▶ **Task directions**: Match the word "TaskStatus". Return each line of the data below where it appears.

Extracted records
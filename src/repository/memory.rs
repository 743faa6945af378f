use std::sync::{RwLock, RwLockReadGuard, RwLockWriteGuard};

use async_trait::async_trait;
use uuid::Uuid;

use super::{task_exists, task_not_found, user_not_found, username_taken};
use super::{TaskRepository, UserRepository};
use crate::error::AppError;
use crate::models::{NewTask, NewUser, Task, User};

/// In-memory user store.
///
/// Intended for tests/dev. Enforces the same unique-username rule as the database.
#[derive(Debug, Default)]
pub struct InMemoryUserRepository {
    users: RwLock<Vec<User>>,
}

/// In-memory task store with a unique-title rule matching the database index.
#[derive(Debug, Default)]
pub struct InMemoryTaskRepository {
    tasks: RwLock<Vec<Task>>,
}

fn poisoned() -> AppError {
    AppError::InternalServerError("store lock poisoned".into())
}

fn read<T>(lock: &RwLock<T>) -> Result<RwLockReadGuard<'_, T>, AppError> {
    lock.read().map_err(|_| poisoned())
}

fn write<T>(lock: &RwLock<T>) -> Result<RwLockWriteGuard<'_, T>, AppError> {
    lock.write().map_err(|_| poisoned())
}

impl InMemoryUserRepository {
    pub fn new() -> Self {
        Self::default()
    }
}

impl InMemoryTaskRepository {
    pub fn new() -> Self {
        Self::default()
    }
}

#[async_trait]
impl UserRepository for InMemoryUserRepository {
    async fn create_user(&self, user: NewUser) -> Result<User, AppError> {
        let mut users = write(&self.users)?;
        if users.iter().any(|u| u.username == user.username) {
            return Err(username_taken());
        }

        let user = User {
            id: Uuid::new_v4(),
            username: user.username,
            password_hash: user.password_hash,
            role: user.role,
        };
        users.push(user.clone());
        Ok(user)
    }

    async fn update_user(&self, id: Uuid, user: &User) -> Result<(), AppError> {
        let mut users = write(&self.users)?;
        let slot = users
            .iter_mut()
            .find(|u| u.id == id)
            .ok_or_else(user_not_found)?;

        *slot = User {
            id,
            ..user.clone()
        };
        Ok(())
    }

    async fn find_by_username(&self, username: &str) -> Result<User, AppError> {
        read(&self.users)?
            .iter()
            .find(|u| u.username == username)
            .cloned()
            .ok_or_else(user_not_found)
    }

    async fn count_users(&self) -> Result<i64, AppError> {
        Ok(read(&self.users)?.len() as i64)
    }
}

#[async_trait]
impl TaskRepository for InMemoryTaskRepository {
    async fn create_task(&self, task: NewTask) -> Result<Task, AppError> {
        let mut tasks = write(&self.tasks)?;
        if tasks.iter().any(|t| t.title == task.title) {
            return Err(task_exists());
        }

        let task = Task::new(Uuid::new_v4(), task);
        tasks.push(task.clone());
        Ok(task)
    }

    async fn get_task(&self, id: Uuid) -> Result<Task, AppError> {
        read(&self.tasks)?
            .iter()
            .find(|t| t.id == id)
            .cloned()
            .ok_or_else(task_not_found)
    }

    async fn get_tasks(&self) -> Result<Vec<Task>, AppError> {
        let mut tasks = read(&self.tasks)?.clone();
        tasks.sort_by(|a, b| (a.due_date, &a.title).cmp(&(b.due_date, &b.title)));
        Ok(tasks)
    }

    async fn update_task(&self, id: Uuid, task: NewTask) -> Result<Task, AppError> {
        let mut tasks = write(&self.tasks)?;
        if tasks.iter().any(|t| t.id != id && t.title == task.title) {
            return Err(task_exists());
        }

        let slot = tasks
            .iter_mut()
            .find(|t| t.id == id)
            .ok_or_else(task_not_found)?;
        *slot = Task::new(id, task);
        Ok(slot.clone())
    }

    async fn delete_task(&self, id: Uuid) -> Result<(), AppError> {
        let mut tasks = write(&self.tasks)?;
        let before = tasks.len();
        tasks.retain(|t| t.id != id);

        if tasks.len() == before {
            return Err(task_not_found());
        }
        Ok(())
    }
}

#[cfg(test)]
mod tests {
    use super::*;
    use crate::models::{Role, TaskStatus};
    use chrono::{Duration, Utc};

    fn new_user(username: &str, role: Role) -> NewUser {
        NewUser {
            username: username.into(),
            password_hash: "hash".into(),
            role,
        }
    }

    fn new_task(title: &str) -> NewTask {
        NewTask {
            title: title.into(),
            due_date: Utc::now() + Duration::days(1),
            status: TaskStatus::Pending,
        }
    }

    #[actix_rt::test]
    async fn test_user_lifecycle() {
        let repo = InMemoryUserRepository::new();
        assert_eq!(repo.count_users().await.unwrap(), 0);

        let created = repo.create_user(new_user("alice", Role::User)).await.unwrap();
        assert_eq!(repo.count_users().await.unwrap(), 1);
        assert_eq!(
            repo.create_user(new_user("alice", Role::User)).await.unwrap_err(),
            username_taken()
        );

        let mut promoted = created.clone();
        promoted.role = Role::Admin;
        repo.update_user(created.id, &promoted).await.unwrap();
        assert_eq!(repo.find_by_username("alice").await.unwrap().role, Role::Admin);

        assert_eq!(
            repo.find_by_username("nobody").await.unwrap_err(),
            user_not_found()
        );
        assert_eq!(
            repo.update_user(Uuid::new_v4(), &promoted).await.unwrap_err(),
            user_not_found()
        );
    }

    #[actix_rt::test]
    async fn test_task_lifecycle() {
        let repo = InMemoryTaskRepository::new();
        assert!(repo.get_tasks().await.unwrap().is_empty());

        let task = repo.create_task(new_task("one")).await.unwrap();
        assert_eq!(repo.get_task(task.id).await.unwrap(), task);

        let updated = repo.update_task(task.id, new_task("renamed")).await.unwrap();
        assert_eq!(updated.id, task.id);
        assert_eq!(updated.title, "renamed");

        repo.delete_task(task.id).await.unwrap();
        assert_eq!(repo.get_task(task.id).await.unwrap_err(), task_not_found());
        assert_eq!(repo.delete_task(task.id).await.unwrap_err(), task_not_found());
        assert_eq!(
            repo.update_task(task.id, new_task("x")).await.unwrap_err(),
            task_not_found()
        );
    }

    #[actix_rt::test]
    async fn test_task_titles_are_unique() {
        let repo = InMemoryTaskRepository::new();
        let first = repo.create_task(new_task("one")).await.unwrap();
        let second = repo.create_task(new_task("two")).await.unwrap();

        assert_eq!(repo.create_task(new_task("one")).await.unwrap_err(), task_exists());
        assert_eq!(
            repo.update_task(second.id, new_task("one")).await.unwrap_err(),
            task_exists()
        );
        // Keeping its own title is not a collision.
        assert!(repo.update_task(first.id, new_task("one")).await.is_ok());
    }

    #[actix_rt::test]
    async fn test_tasks_are_listed_by_due_date() {
        let repo = InMemoryTaskRepository::new();
        let mut late = new_task("late");
        late.due_date = Utc::now() + Duration::days(10);
        repo.create_task(late).await.unwrap();
        repo.create_task(new_task("soon")).await.unwrap();

        let titles: Vec<String> = repo
            .get_tasks()
            .await
            .unwrap()
            .into_iter()
            .map(|t| t.title)
            .collect();
        assert_eq!(titles, vec!["soon", "late"]);
    }

    #[actix_rt::test]
    async fn test_tasks_due_together_are_listed_by_title() {
        let repo = InMemoryTaskRepository::new();
        let due = Utc::now() + Duration::days(3);
        for title in ["charlie", "alpha", "bravo"] {
            let mut task = new_task(title);
            task.due_date = due;
            repo.create_task(task).await.unwrap();
        }

        let titles: Vec<String> = repo
            .get_tasks()
            .await
            .unwrap()
            .into_iter()
            .map(|t| t.title)
            .collect();
        assert_eq!(titles, vec!["alpha", "bravo", "charlie"]);
    }
}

▶ **Answer box**:
    use crate::models::{Role, TaskStatus};
            status: TaskStatus::Pending,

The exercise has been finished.